Gamma-aminobutyric acid (GABA) is the main inhibitory neurotransmitter in the central nervous system. GABA is involved in 20 to 50 percent of brain synapses, depending on the brain area. There are three types of GABA receptors: GABAA and GABAC receptors, which are associated with chloride channels, and GABAB receptors, which are G-protein coupled (metabotropic) receptors. Binding of GABA to a GABAA receptor increases the permeability to chloride ion which leads to hyperpolarization of the neuronal membrane and to increased inhibition. A GABAA receptor contains, for example, the following binding sites: GABA, benzodiazepine and barbiturate sites.
Anesthetics bind to specific, saturable binding sites (i.e. receptors) typically on the cell membrane. Effects of anesthetics are receptor-mediated. General anesthesia may be produced by different mechanisms: anesthetics may act at different receptors or they may act at different sites of the same receptor.
At present, most of the anesthetics act primarily through GABAA-receptors. These drugs, also termed GABA agonistic agents, potentiate the actions of GABA causing hyperpolarization of the neuronal membrane. This action is common to barbiturates, propofol, etomidate, and steroid anesthetics, for example, and probably also to inhalational anesthetics.
Although most anesthesias are today conducted by GABA agonistic agents, another group of anesthetics is also used, which affects the N-methyl-D-aspartate (NMDA) receptors thereby attenuating excitatory neurotransmission. These drugs, also termed NMDA antagonists in this context, inhibit the actions of glutamate by blocking the NMDA receptors. This action is common to phencyclidine derivatives, like ketamine and S-ketamine, and to nitrous oxide and xenon, for example.
As noted above, one commonly used commercial tool for assessing the level of sedation or hypnosis is the Bispectral Index, BIS™. The BIS algorithm involves the calculation of three parameters, Beta Ratio, SynchFastSlow, and Burst Suppression Ratio, and the resulting index is a combination of the three parameters. Some of the techniques for analyzing EEG signals in an effort to determine the depth of anesthesia as well as the principles of the BIS algorithm are described in Ira J. Rampil, A Primer for EEG Signal Processing in Anesthesia, Anesthesiology, Vol. 89(4) October 1998, pp. 980-1002.
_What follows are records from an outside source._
//! Word, sentence and paragraph statistics for a piece of text.

use std::collections::HashSet;
use std::sync::LazyLock;

use regex::Regex;
use serde::{Deserialize, Serialize};

/// Average silent reading speed used for reading-time estimates.
pub const WORDS_PER_MINUTE: f64 = 200.0;

static WORD: LazyLock<Regex> =
    LazyLock::new(|| Regex::new(r"\b[\w'-]+\b").expect("word pattern is valid"));
static SENTENCE_END: LazyLock<Regex> =
    LazyLock::new(|| Regex::new(r"[.!?]+(?:\s|$)").expect("sentence pattern is valid"));
static PARAGRAPH_BREAK: LazyLock<Regex> =
    LazyLock::new(|| Regex::new(r"\n\s*\n").expect("paragraph pattern is valid"));

#[derive(Debug, Clone, PartialEq, Serialize, Deserialize)]
#[serde(rename_all = "camelCase")]
pub struct TextStats {
    pub words: usize,
    pub unique_words: usize,
    pub sentences: usize,
    pub paragraphs: usize,
    pub chars: usize,
    pub chars_no_spaces: usize,
    pub avg_word_length: f64,
    pub avg_words_per_sentence: f64,
    pub reading_time_min: f64,
}

impl TextStats {
    pub fn compute(text: &str) -> Self {
        let words: Vec<&str> = WORD.find_iter(text).map(|m| m.as_str()).collect();
        let unique_words = words
            .iter()
            .map(|w| w.to_lowercase())
            .collect::<HashSet<_>>()
            .len();
        let sentences = count_nonblank(SENTENCE_END.split(text));
        let paragraphs = count_nonblank(PARAGRAPH_BREAK.split(text));
        let chars = text.chars().count();
        let chars_no_spaces = text.chars().filter(|c| !c.is_whitespace()).count();
        let word_chars: usize = words.iter().map(|w| w.chars().count()).sum();

        let avg_word_length = ratio(word_chars, words.len());
        let avg_words_per_sentence = ratio(words.len(), sentences);

        Self {
            words: words.len(),
            unique_words,
            sentences,
            paragraphs,
            chars,
            chars_no_spaces,
            avg_word_length,
            avg_words_per_sentence,
            reading_time_min: reading_time_min(words.len()),
        }
    }
}

/// Percentage of `goal` reached, capped at 100. A zero goal counts as met.
pub fn goal_progress(words: usize, goal: u32) -> f64 {
    if goal == 0 {
        return 100.0;
    }
    (words as f64 / f64::from(goal) * 100.0).min(100.0)
}

/// Minutes to read `words` at [`WORDS_PER_MINUTE`], rounded to 2 decimals.
pub fn reading_time_min(words: usize) -> f64 {
    (words as f64 * 100.0 / WORDS_PER_MINUTE).round() / 100.0
}

fn count_nonblank<'a>(pieces: impl Iterator<Item = &'a str>) -> usize {
    pieces.filter(|p| !p.trim().is_empty()).count()
}

fn ratio(num: usize, den: usize) -> f64 {
    if den == 0 {
        0.0
    } else {
        num as f64 / den as f64
    }
}

#[cfg(test)]
mod tests {
    use super::*;
    use proptest::prelude::*;

    #[test]
    fn empty_text_is_all_zero() {
        let stats = TextStats::compute("   \n ");
        assert_eq!(stats.words, 0);
        assert_eq!(stats.sentences, 0);
        assert_eq!(stats.paragraphs, 0);
        assert_eq!(stats.avg_word_length, 0.0);
        assert_eq!(stats.avg_words_per_sentence, 0.0);
        assert_eq!(stats.reading_time_min, 0.0);
    }

    #[test]
    fn counts_words_sentences_and_paragraphs() {
        let text = "The cat sat. The dog didn't!\n\nWell-known facts? Yes.";
        let stats = TextStats::compute(text);
        assert_eq!(stats.words, 9);
        assert_eq!(stats.unique_words, 8);
        assert_eq!(stats.sentences, 4);
        assert_eq!(stats.paragraphs, 2);
        assert_eq!(stats.chars, text.chars().count());
        assert_eq!(stats.reading_time_min, 0.05);
    }

    #[test]
    fn decimal_points_do_not_split_sentences() {
        let stats = TextStats::compute("Version 1.5 shipped today");
        assert_eq!(stats.sentences, 1);
    }

    #[test]
    fn goal_progress_caps_at_100() {
        assert_eq!(goal_progress(250, 500), 50.0);
        assert_eq!(goal_progress(900, 500), 100.0);
        assert_eq!(goal_progress(3, 0), 100.0);
    }

    proptest! {
        #[test]
        fn char_counts_are_consistent(text in "\\PC{0,200}") {
            let stats = TextStats::compute(&text);
            prop_assert!(stats.chars_no_spaces <= stats.chars);
            prop_assert!(stats.unique_words <= stats.words);
            prop_assert!(stats.reading_time_min >= 0.0);
        }
    }
}
//! One-way user notifications ("display a title and a body").
//!
//! The timers only know the [`Notifier`] trait. The CLI plugs in a desktop
//! notifier; tests use [`RecordingNotifier`].

use std::sync::Mutex;

use serde::{Deserialize, Serialize};

#[derive(Debug, Clone, PartialEq, Eq, Serialize, Deserialize)]
pub struct Notification {
    pub title: String,
    pub message: String,
}

impl Notification {
    pub fn new(title: impl Into<String>, message: impl Into<String>) -> Self {
        Self {
            title: title.into(),
            message: message.into(),
        }
    }
}

pub trait Notifier: Send + Sync {
    /// Deliver a notification. Delivery failures are the notifier's concern
    /// and must not panic.
    fn notify(&self, notification: &Notification);
}

/// Writes notifications to the tracing log only.
#[derive(Debug, Default, Clone, Copy)]
pub struct LogNotifier;

impl Notifier for LogNotifier {
    fn notify(&self, notification: &Notification) {
        tracing::info!(title = %notification.title, "{}", notification.message);
    }
}

/// Collects notifications in memory.
#[derive(Debug, Default)]
pub struct RecordingNotifier {
    seen: Mutex<Vec<Notification>>,
}

impl RecordingNotifier {
    pub fn new() -> Self {
        Self::default()
    }

    pub fn notifications(&self) -> Vec<Notification> {
        self.seen
            .lock()
            .unwrap_or_else(std::sync::PoisonError::into_inner)
            .clone()
    }

    pub fn messages(&self) -> Vec<String> {
        self.notifications()
            .into_iter()
            .map(|n| n.message)
            .collect()
    }
}

impl Notifier for RecordingNotifier {
    fn notify(&self, notification: &Notification) {
        self.seen
            .lock()
            .unwrap_or_else(std::sync::PoisonError::into_inner)
            .push(notification.clone());
    }
}
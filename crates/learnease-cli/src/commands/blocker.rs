use clap::Subcommand;
use learnease_core::{Database, FocusBlocker};

#[derive(Subcommand)]
pub enum BlockerAction {
    /// Turn the blocker on
    On,
    /// Turn the blocker off
    Off,
    /// Flip the blocker
    Toggle,
    /// Print whether the blocker is on
    Status,
    /// List blocked hosts
    List,
    /// Block a host
    Add { site: String },
    /// Unblock a host
    Remove { site: String },
    /// Check whether a URL would be blocked
    Check { url: String },
}

fn on_off(active: bool) -> &'static str {
    if active {
        "on"
    } else {
        "off"
    }
}

pub fn run(action: BlockerAction) -> Result<(), Box<dyn std::error::Error>> {
    let db = Database::open()?;
    let blocker = FocusBlocker::new(&db);

    match action {
        BlockerAction::On => {
            blocker.set_active(true)?;
            println!("on");
        }
        BlockerAction::Off => {
            blocker.set_active(false)?;
            println!("off");
        }
        BlockerAction::Toggle => println!("{}", on_off(blocker.toggle()?)),
        BlockerAction::Status => println!("{}", on_off(blocker.is_active()?)),
        BlockerAction::List => {
            for site in blocker.sites()? {
                println!("{site}");
            }
        }
        BlockerAction::Add { site } => {
            if blocker.add_site(&site)? {
                println!("blocked {site}");
            } else {
                println!("{site} is already blocked");
            }
        }
        BlockerAction::Remove { site } => {
            if blocker.remove_site(&site)? {
                println!("unblocked {site}");
            } else {
                println!("{site} was not blocked");
            }
        }
        BlockerAction::Check { url } => {
            let blocked = blocker.is_blocked(&url)?;
            println!("{}", if blocked { "blocked" } else { "allowed" });
        }
    }
    Ok(())
}
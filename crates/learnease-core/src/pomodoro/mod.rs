mod controller;
mod state;

pub use controller::PomodoroController;
pub use state::{
    Mode, PhaseTransition, PomodoroSettings, PomodoroState, TickOutcome, NOTIFICATION_TITLE,
};
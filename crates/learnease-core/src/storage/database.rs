//! SQLite-backed key-value store.
//!
//! Every value is a JSON document in a single `kv` table. This is the
//! durable store the pomodoro controller writes through on every tick.

use std::path::Path;
use std::sync::{Mutex, MutexGuard};

use rusqlite::{params, Connection};
use serde_json::Value;

use super::{data_dir, KeyValueStore};
use crate::error::{CoreError, StorageError};

/// SQLite database holding the key-value table.
pub struct Database {
    conn: Mutex<Connection>,
}

impl Database {
    /// Open the database at `~/.config/learnease/learnease.db`.
    ///
    /// Creates the database file and schema if they don't exist.
    ///
    /// # Errors
    /// Returns an error if the data directory or database cannot be opened.
    pub fn open() -> Result<Self, CoreError> {
        let path = data_dir()?.join("learnease.db");
        Ok(Self::open_at(&path)?)
    }

    /// Open (or create) a database file at an explicit path.
    pub fn open_at(path: &Path) -> Result<Self, StorageError> {
        let conn = Connection::open(path).map_err(|source| StorageError::OpenFailed {
            path: path.to_path_buf(),
            source,
        })?;
        let db = Self {
            conn: Mutex::new(conn),
        };
        db.migrate()?;
        Ok(db)
    }

    /// Open an in-memory database.
    pub fn open_memory() -> Result<Self, StorageError> {
        let conn = Connection::open_in_memory()?;
        let db = Self {
            conn: Mutex::new(conn),
        };
        db.migrate()?;
        Ok(db)
    }

    fn conn(&self) -> Result<MutexGuard<'_, Connection>, StorageError> {
        self.conn
            .lock()
            .map_err(|_| StorageError::QueryFailed("connection mutex poisoned".into()))
    }

    fn migrate(&self) -> Result<(), StorageError> {
        self.conn()?.execute_batch(
            "CREATE TABLE IF NOT EXISTS kv (
                key        TEXT PRIMARY KEY,
                value      TEXT NOT NULL,
                updated_at TEXT NOT NULL DEFAULT (datetime('now'))
            );",
        )?;
        Ok(())
    }

}

impl KeyValueStore for Database {
    fn get(&self, key: &str) -> Result<Option<Value>, StorageError> {
        let conn = self.conn()?;
        let mut stmt = conn.prepare("SELECT value FROM kv WHERE key = ?1")?;
        let raw = match stmt.query_row(params![key], |row| row.get::<_, String>(0)) {
            Ok(v) => v,
            Err(rusqlite::Error::QueryReturnedNoRows) => return Ok(None),
            Err(e) => return Err(e.into()),
        };
        serde_json::from_str(&raw)
            .map(Some)
            .map_err(|e| StorageError::Corrupt {
                key: key.to_string(),
                message: e.to_string(),
            })
    }

    fn set_many(&self, entries: &[(&str, Value)]) -> Result<(), StorageError> {
        let mut conn = self.conn()?;
        let tx = conn.transaction()?;
        for (key, value) in entries {
            tx.execute(
                "INSERT OR REPLACE INTO kv (key, value, updated_at)
                 VALUES (?1, ?2, datetime('now'))",
                params![key, value.to_string()],
            )?;
        }
        tx.commit()?;
        Ok(())
    }

    fn remove(&self, key: &str) -> Result<(), StorageError> {
        self.conn()?
            .execute("DELETE FROM kv WHERE key = ?1", params![key])?;
        Ok(())
    }
}

#[cfg(test)]
mod tests {
    use super::*;
    use serde_json::json;

    #[test]
    fn kv_store() {
        let db = Database::open_memory().unwrap();
        assert!(db.get("mode").unwrap().is_none());
        db.set("mode", json!("work")).unwrap();
        assert_eq!(db.get("mode").unwrap(), Some(json!("work")));
    }

    #[test]
    fn set_many_overwrites_and_remove_deletes() {
        let db = Database::open_memory().unwrap();
        db.set_many(&[("secondsLeft", json!(1500)), ("running", json!(false))])
            .unwrap();
        db.set_many(&[("secondsLeft", json!(1499))]).unwrap();
        assert_eq!(db.get("secondsLeft").unwrap(), Some(json!(1499)));
        assert_eq!(db.get("running").unwrap(), Some(json!(false)));

        db.remove("running").unwrap();
        db.remove("running").unwrap();
        assert!(db.get("running").unwrap().is_none());
    }

    #[test]
    fn reopening_a_file_keeps_values() {
        let dir = tempfile::tempdir().unwrap();
        let path = dir.path().join("learnease.db");
        {
            let db = Database::open_at(&path).unwrap();
            db.set("journal", json!([{"text": "hi", "date": "2024-01-01"}]))
                .unwrap();
        }
        let db = Database::open_at(&path).unwrap();
        assert_eq!(
            db.get("journal").unwrap(),
            Some(json!([{"text": "hi", "date": "2024-01-01"}]))
        );
    }
}
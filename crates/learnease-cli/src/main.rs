use clap::{Parser, Subcommand};
use tracing_subscriber::EnvFilter;

mod commands;
mod notifier;

#[derive(Parser)]
#[command(name = "learnease", version, about = "LearnEase study companion")]
struct Cli {
    #[command(subcommand)]
    command: Commands,
}

#[derive(Subcommand)]
enum Commands {
    /// Run the message host (JSON lines on stdin/stdout)
    Serve {
        /// Keep all state in memory instead of the database
        #[arg(long)]
        memory: bool,
    },
    /// Word, sentence and reading-time statistics
    Text(commands::text::TextArgs),
    /// Journal entries and the word goal
    Journal {
        #[command(subcommand)]
        action: commands::journal::JournalAction,
    },
    /// Sticky notes
    Notes {
        #[command(subcommand)]
        action: commands::notes::NotesAction,
    },
    /// Focus blocker
    Blocker {
        #[command(subcommand)]
        action: commands::blocker::BlockerAction,
    },
    /// Saved reading sessions
    Reading {
        #[command(subcommand)]
        action: commands::reading::ReadingAction,
    },
    /// Weekly study statistics
    Stats {
        #[command(subcommand)]
        action: commands::stats::StatsAction,
    },
    /// Configuration management
    Config {
        #[command(subcommand)]
        action: commands::config::ConfigAction,
    },
}

fn init_logging() {
    let filter = EnvFilter::try_from_env("LEARNEASE_LOG").unwrap_or_else(|_| EnvFilter::new("info"));
    tracing_subscriber::fmt()
        .with_env_filter(filter)
        .with_writer(std::io::stderr)
        .init();
}

fn main() {
    init_logging();
    let cli = Cli::parse();
    let result = match cli.command {
        Commands::Serve { memory } => commands::serve::run(memory),
        Commands::Text(args) => commands::text::run(args),
        Commands::Journal { action } => commands::journal::run(action),
        Commands::Notes { action } => commands::notes::run(action),
        Commands::Blocker { action } => commands::blocker::run(action),
        Commands::Reading { action } => commands::reading::run(action),
        Commands::Stats { action } => commands::stats::run(action),
        Commands::Config { action } => commands::config::run(action),
    };

    if let Err(e) = result {
        eprintln!("error: {e}");
        std::process::exit(1);
    }
}
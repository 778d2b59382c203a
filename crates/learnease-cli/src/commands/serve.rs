//! `learnease serve`: the long-lived message host.
//!
//! Reads one JSON request per stdin line and answers with one JSON line on
//! stdout. Logs go to stderr. The host exits when stdin closes.

use std::sync::Arc;

use chrono::Local;
use learnease_core::pomodoro::Mode;
use learnease_core::{
    Config, Database, Event, KeyValueStore, LogNotifier, MemoryStore, MessageRouter,
    Notification, Notifier, PomodoroController, PomodoroSettings, ReadingTimer, Response,
    StudyStats,
};
use tokio::io::{AsyncBufReadExt, AsyncWriteExt, BufReader};
use tokio::sync::broadcast::{self, error::RecvError};
use tracing::{info, warn};

use crate::notifier::DesktopNotifier;

pub fn run(memory: bool) -> Result<(), Box<dyn std::error::Error>> {
    let config = Config::load_or_default();
    let store: Arc<dyn KeyValueStore> = if memory {
        Arc::new(MemoryStore::new())
    } else {
        Arc::new(Database::open()?)
    };
    let notifier: Arc<dyn Notifier> = if config.notifications.enabled {
        Arc::new(DesktopNotifier)
    } else {
        Arc::new(LogNotifier)
    };

    let runtime = tokio::runtime::Runtime::new()?;
    runtime.block_on(serve(store, notifier, config.pomodoro_settings()))
}

async fn serve(
    store: Arc<dyn KeyValueStore>,
    notifier: Arc<dyn Notifier>,
    defaults: PomodoroSettings,
) -> Result<(), Box<dyn std::error::Error>> {
    let pomodoro = PomodoroController::init(store.clone(), notifier.clone(), defaults);
    let reading = ReadingTimer::new(store.clone());
    let router = MessageRouter::new(pomodoro.clone(), reading.clone());
    let recorder = tokio::spawn(record_focus(pomodoro.subscribe(), store, notifier));

    let mut stdin = BufReader::new(tokio::io::stdin());
    let mut stdout = tokio::io::stdout();
    let mut buf = Vec::new();
    info!("listening for messages on stdin");

    loop {
        buf.clear();
        if stdin.read_until(b'\n', &mut buf).await? == 0 {
            break;
        }
        let response = match std::str::from_utf8(&buf) {
            Ok(line) if line.trim().is_empty() => continue,
            Ok(line) => router.handle_json(line.trim_end()),
            Err(e) => {
                warn!(error = %e, "rejected message that is not UTF-8");
                Response::error(format!("message is not valid UTF-8: {e}"))
            }
        };
        let mut out = serde_json::to_string(&response)?;
        out.push('\n');
        // Nobody reading stdout is not an error.
        if stdout.write_all(out.as_bytes()).await.is_ok() {
            let _ = stdout.flush().await;
        }
    }

    info!("stdin closed, shutting down");
    pomodoro.shutdown();
    reading.stop();
    recorder.abort();
    Ok(())
}

/// Count every finished work phase toward today's study stats.
async fn record_focus(
    mut events: broadcast::Receiver<Event>,
    store: Arc<dyn KeyValueStore>,
    notifier: Arc<dyn Notifier>,
) {
    loop {
        match events.recv().await {
            Ok(Event::PhaseCompleted {
                from: Mode::Work,
                minutes,
                ..
            }) => {
                let today = Local::now().date_naive();
                match StudyStats::new(store.as_ref()).record_focus(today, minutes) {
                    Ok(badges) => {
                        for badge in badges {
                            info!(%badge, "badge earned");
                            notifier.notify(&Notification::new("LearnEase badge earned", badge));
                        }
                    }
                    Err(e) => warn!(error = %e, "failed to record focus time"),
                }
            }
            Ok(_) => {}
            Err(RecvError::Lagged(skipped)) => warn!(skipped, "stats recorder fell behind"),
            Err(RecvError::Closed) => break,
        }
    }
}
At present, the processes utilizing raw EEG signal data for monitoring a patient under sedation or anesthesia inherently assume either that during anesthesia the EMG activity is either very low and thus negligible or that the frequencies of the EMG spectrum are above the frequencies of brain activities, whereby the EMG components can be separated by methods of signal processing or spectral analysis from the EEG signal components contained in the signal data. This causes no problems in connection with the use of GABA agonistic agents, since the administration of GABA agonistic agents results in a more ordered EEG signal with spectral power concentrated onto the low frequencies. In this context, low frequencies refer to frequencies below about 20 Hz, while high frequencies refer to frequencies above about 20 Hz. A more ordered EEG signal will be the result also when NMDA antagonists are administered. However, NMDA antagonists produce both low and high frequency EEG activity, which causes BIS-based patient monitors to produce false indications and thus renders the said monitors unreliable when the said drugs are administered to the patient.
The present invention seeks to alleviate or eliminate the above-mentioned drawback and to bring about a method by means of which the BIS algorithm may be used in connection with the administration of NMDA antagonists.